The Mayor of London is seeking to reduce the impact of the urban heat island effect in London and to encourage the design of places and spaces to avoid overheating and excessive heat generation, and to reduce overheating due to the impacts of climate change and the urban heat island effect on an area wide basis. The Greater London Authority are working with CIBSE, who have developed a new methodology to assess the risk of overheating in homes based on Adaptive Comfort, through a standardised approach which is to be released in the forthcoming Technical Memoranda: Good Practice in the Design of Homes. Information on a seminar to present this methodology can be found at http://www.cibse.org/networks/groups/building-simulation/building-simulation-group-events.

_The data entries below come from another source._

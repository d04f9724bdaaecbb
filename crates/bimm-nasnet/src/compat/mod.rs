//! # Compat
//!
//! Code which is expected to move upstream into ``burn``.
pub mod conv_shape;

Abstract from the GLA Policy document
Major development proposals should reduce potential overheating and reliance on air conditioning systems and demonstrate this in accordance with the following cooling hierarchy:
1 minimise internal heat generation through energy efficient design
2 reduce the amount of heat entering a building in summer through orientation, shading, albedo, fenestration, insulation and green roofs and walls
3 manage the heat within the building through exposed internal thermal mass and high ceilings
4 passive ventilation
5 mechanical ventilation
6 active cooling systems (ensuring they are the lowest carbon options).

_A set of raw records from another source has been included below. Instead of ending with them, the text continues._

//! # Previous-Input Adjustment
//!
//! Every `NASNet` cell consumes two tensors: its primary input ``x``, and the
//! previous input ``p``. Before use, ``p`` is adjusted to ``filters``
//! channels at the resolution of ``x``.
//!
//! See [`AdjustMode`] for the cases.

use crate::layers::blocks::conv_norm::{
    ConvNorm2d, ConvNorm2dConfig, ConvNorm2dMeta, nasnet_batch_norm_config,
};
use crate::layers::pad::shift_up_left;
use burn::config::Config;
use burn::module::Module;
use burn::nn::conv::{Conv2d, Conv2dConfig};
use burn::nn::pool::{AvgPool2d, AvgPool2dConfig};
use burn::nn::{BatchNorm, PaddingConfig2d, Relu};
use burn::prelude::{Backend, Tensor};
use serde::{Deserialize, Serialize};

/// How a cell adjusts its previous input.
#[derive(Debug, Clone, Copy, PartialEq, Eq, Serialize, Deserialize)]
pub enum AdjustMode {
    /// The cell has no previous input; ``x`` is used in its place.
    Passthrough,

    /// ``p`` already matches; used as-is.
    Identity,

    /// ``p`` matches resolution but not channels: ``relu -> 1x1 conv/norm``.
    Project,

    /// ``p`` is at twice the resolution of ``x``: factorized reduction.
    FactorizedReduce,
}

/// [`FactorizedReduce`] Config.
#[derive(Config, Debug)]
pub struct FactorizedReduceConfig {
    /// Input channels.
    pub in_channels: usize,

    /// Output channels; split across the two paths.
    pub out_channels: usize,
}

impl FactorizedReduceConfig {
    /// Output channels of each path.
    ///
    /// The first path takes ``out / 2``; the second the remainder,
    /// so odd widths still sum to ``out_channels``.
    pub fn path_channels(&self) -> [usize; 2] {
        let first = self.out_channels / 2;
        [first, self.out_channels - first]
    }

    /// Initialize a [`FactorizedReduce`].
    pub fn init<B: Backend>(
        &self,
        device: &B::Device,
    ) -> FactorizedReduce<B> {
        let [c1, c2] = self.path_channels();
        let path_conv = |out_channels: usize| {
            Conv2dConfig::new([self.in_channels, out_channels], [1, 1])
                .with_padding(PaddingConfig2d::Valid)
                .with_bias(false)
                .init(device)
        };

        FactorizedReduce {
            act: Relu::new(),
            pool: AvgPool2dConfig::new([1, 1])
                .with_strides([2, 2])
                .with_padding(PaddingConfig2d::Valid)
                .init(),
            conv1: path_conv(c1),
            conv2: path_conv(c2),
            norm: nasnet_batch_norm_config(self.out_channels).init(device),
        }
    }
}

/// Factorized reduction.
///
/// Halves resolution without discarding odd pixels: one path samples even
/// pixels, the other samples odd pixels (via a one pixel shift); each path is
/// projected by a ``1x1`` conv and the results are concatenated and normalized.
#[derive(Module, Debug)]
pub struct FactorizedReduce<B: Backend> {
    /// Input activation.
    pub act: Relu,

    /// ``1x1`` stride 2 sampling pool.
    pub pool: AvgPool2d,

    /// Even-pixel path projection.
    pub conv1: Conv2d<B>,

    /// Odd-pixel path projection.
    pub conv2: Conv2d<B>,

    /// Post-concat norm.
    pub norm: BatchNorm<B, 2>,
}

impl<B: Backend> FactorizedReduce<B> {
    /// Number of input channels.
    pub fn in_channels(&self) -> usize {
        self.conv1.weight.shape().dims[1]
    }

    /// Number of output channels.
    pub fn out_channels(&self) -> usize {
        self.conv1.weight.shape().dims[0] + self.conv2.weight.shape().dims[0]
    }

    /// Forward Pass.
    ///
    /// # Arguments
    ///
    /// - `input`: ``[batch, in_channels, height, width]``.
    ///
    /// # Returns
    ///
    /// ``[batch, out_channels, ceil(height / 2), ceil(width / 2)]``
    pub fn forward(
        &self,
        input: Tensor<B, 4>,
    ) -> Tensor<B, 4> {
        let x = self.act.forward(input);

        let x1 = self.conv1.forward(self.pool.forward(x.clone()));
        let x2 = self.conv2.forward(self.pool.forward(shift_up_left(x)));

        let x = Tensor::cat(vec![x1, x2], 1);
        self.norm.forward(x)
    }
}

/// [`PrevAdjust`] Config.
#[derive(Config, Debug)]
pub struct PrevAdjustConfig {
    /// Channels of the primary input ``x``.
    pub in_channels: usize,

    /// Channels of the previous input ``p``; `None` if the cell has none.
    #[config(default = "None")]
    pub prev_channels: Option<usize>,

    /// ``p`` is one reduction level above ``x``.
    #[config(default = false)]
    pub prev_reduced: bool,

    /// Target channels.
    pub filters: usize,
}

impl PrevAdjustConfig {
    /// The adjustment this config selects.
    pub fn mode(&self) -> AdjustMode {
        match self.prev_channels {
            None => AdjustMode::Passthrough,
            Some(_) if self.prev_reduced => AdjustMode::FactorizedReduce,
            Some(c) if c != self.filters => AdjustMode::Project,
            Some(_) => AdjustMode::Identity,
        }
    }

    /// Channels of the adjusted ``p``.
    pub fn out_channels(&self) -> usize {
        match self.mode() {
            AdjustMode::Passthrough => self.in_channels,
            _ => self.filters,
        }
    }

    /// Initialize a [`PrevAdjust`].
    pub fn init<B: Backend>(
        &self,
        device: &B::Device,
    ) -> PrevAdjust<B> {
        let mut adjust = PrevAdjust {
            act: Relu::new(),
            project: None,
            reduce: None,
        };
        match (self.mode(), self.prev_channels) {
            (AdjustMode::Project, Some(c)) => {
                adjust.project = Some(ConvNorm2dConfig::square(c, self.filters, 1, 1).init(device));
            }
            (AdjustMode::FactorizedReduce, Some(c)) => {
                adjust.reduce = Some(FactorizedReduceConfig::new(c, self.filters).init(device));
            }
            _ => (),
        }
        adjust
    }
}

/// Previous-input adjustment.
#[derive(Module, Debug)]
pub struct PrevAdjust<B: Backend> {
    /// Activation for the projection path.
    pub act: Relu,

    /// Projection; present in [`AdjustMode::Project`].
    pub project: Option<ConvNorm2d<B>>,

    /// Reduction; present in [`AdjustMode::FactorizedReduce`].
    pub reduce: Option<FactorizedReduce<B>>,
}

impl<B: Backend> PrevAdjust<B> {
    /// The configured adjustment.
    ///
    /// Without a projection or reduction this reports [`AdjustMode::Identity`];
    /// whether it acts as [`AdjustMode::Passthrough`] depends on the
    /// previous input passed to [`PrevAdjust::forward`].
    pub fn mode(&self) -> AdjustMode {
        match (&self.project, &self.reduce) {
            (Some(_), _) => AdjustMode::Project,
            (_, Some(_)) => AdjustMode::FactorizedReduce,
            _ => AdjustMode::Identity,
        }
    }

    /// Output channels, if fixed by a projection or reduction.
    pub fn out_channels(&self) -> Option<usize> {
        match (&self.project, &self.reduce) {
            (Some(project), _) => Some(project.out_channels()),
            (_, Some(reduce)) => Some(reduce.out_channels()),
            _ => None,
        }
    }

    /// Forward Pass.
    ///
    /// # Arguments
    ///
    /// - `prev`: the previous input ``p``, if any.
    /// - `x`: the primary input; used in place of a missing ``p``.
    ///
    /// # Returns
    ///
    /// The adjusted ``p``, at the resolution of ``x``.
    pub fn forward(
        &self,
        prev: Option<Tensor<B, 4>>,
        x: &Tensor<B, 4>,
    ) -> Tensor<B, 4> {
        let p = match prev {
            None => return x.clone(),
            Some(p) => p,
        };
        if let Some(reduce) = &self.reduce {
            return reduce.forward(p);
        }
        if let Some(project) = &self.project {
            return project.forward(self.act.forward(p));
        }
        p
    }
}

Major development proposals should demonstrate how the design, materials, construction and operation of the development would minimise overheating and also meet its cooling needs. New development in London should also be designed to avoid the need for energy intensive air conditioning systems as much as possible. Further details and guidance regarding overheating and cooling are outlined in the London Climate Change Adaptation Strategy.